Indonesian comics became less and less popular, as other kinds of media took over, with a wider variety of television programs and TV cartoons. The rise of the Internet also hampered the development of Indonesian comics.

Is the Indonesian comic scene dying? Drowning, yes, but not quite dead yet. Amid the hurly-burly of manga and American comics, Indonesian comic artists are still working. Comic strip characters Koming, Timun, Bung Sentil, Bola, Benny and Mice, Sukribo, Kompopilan still appear in the mass media. And dozens of other characters still exist in the comic book form.

Gerdy W. K., one of Indonesia’s comic artists, explained how difficult it was to make a living from that profession today. Society’s entertainment values have changed with the presence of many different media outlets.

Go Indonesia!: The cover of an Indonesian comic strip about Gundala, Putera Petir, or Gundala, the boy of thunder.

“The choice is working as a cartoonist or working for other people. The ideal situation is cartooning
and doing other work part-time,” Gerdy said.

Once the cartoon is completed, artists still need to find a media outlet that will publish their artwork.
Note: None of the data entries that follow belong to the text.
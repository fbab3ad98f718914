//! Error types for unify-status-core.

use thiserror::Error;

/// Core library error type.
#[derive(Debug, Error)]
pub enum Error {
    /// HID channel communication failure.
    #[error("HID error: {0}")]
    Hid(String),

    /// Receiver endpoint not found during enumeration.
    #[error("device not found: {0}")]
    DeviceNotFound(String),

    /// Response did not start with the expected prefix.
    #[error("unexpected response: expected prefix {expected:02X?}, got {actual:02X?}")]
    PrefixMismatch { expected: Vec<u8>, actual: Vec<u8> },

    /// A blocking read was interrupted through its cancel token.
    #[error("operation cancelled")]
    Cancelled,

    /// Configuration file could not be read, parsed, or created.
    #[error("config error: {0}")]
    Config(String),

    /// Status sink rejected a publication.
    #[error("sink error: {0}")]
    Sink(String),
}

/// Convenience Result alias.
pub type Result<T> = std::result::Result<T, Error>;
And publishers have recently started to be very selective.

“Their market standards are clear. Therefore comic artists should pay close attention to the needs of publishers and demands of comic strip readers.”

Fortunately, there are a number of comic strip fan communities in Indonesia, for example the Indonesian Comic Collector (Pengki) and the Indonesian Comic Publisher Community (KPKI).

There are also alternative comic strip communities scattered in many cities across Indonesia, which publish domestic comics in black and white and encourage upcoming comic artists.

Beng Rahardian, one of the young comic artists who is also one of the founders of the Samali Academy, is said to be one of the pioneers when it comes to educating Indonesians about comics.

At the Samali College, community members can learn visual and narrative art skills, like pictures, photography, comics and script development. Beng and his community regularly attend various themed comic events held throughout Indonesia. The community recently produced a comic book titled My Love, featuring on Facebook.

Although Indonesia’s comic strip industry could be doing better, its educational role has not changed. The language of comics and their images have become an effective way to transform the contents of educational material.

Yus Mawardi, the head of information at the department of education, said the educational role of comics strips made the government feel the need to help Indonesian comic artists.

“The exhibition is one way we are providing support,” Mawardi said.

A workshop titled “Comics for Everyday” was also held at the CerGam Center, specifically for children and adolescents (aged between 9 and 18 years old).

Between Feb. 26 and 28, 2010, an Indonesian Comics Festival will be held at Pasar Festival in Kuningan, Jakarta. The Indonesian Comics Festival will be an excellent celebration of comics with the theme “Dare to read a comic!”

So what are you waiting for? Rise up for Indonesian comics!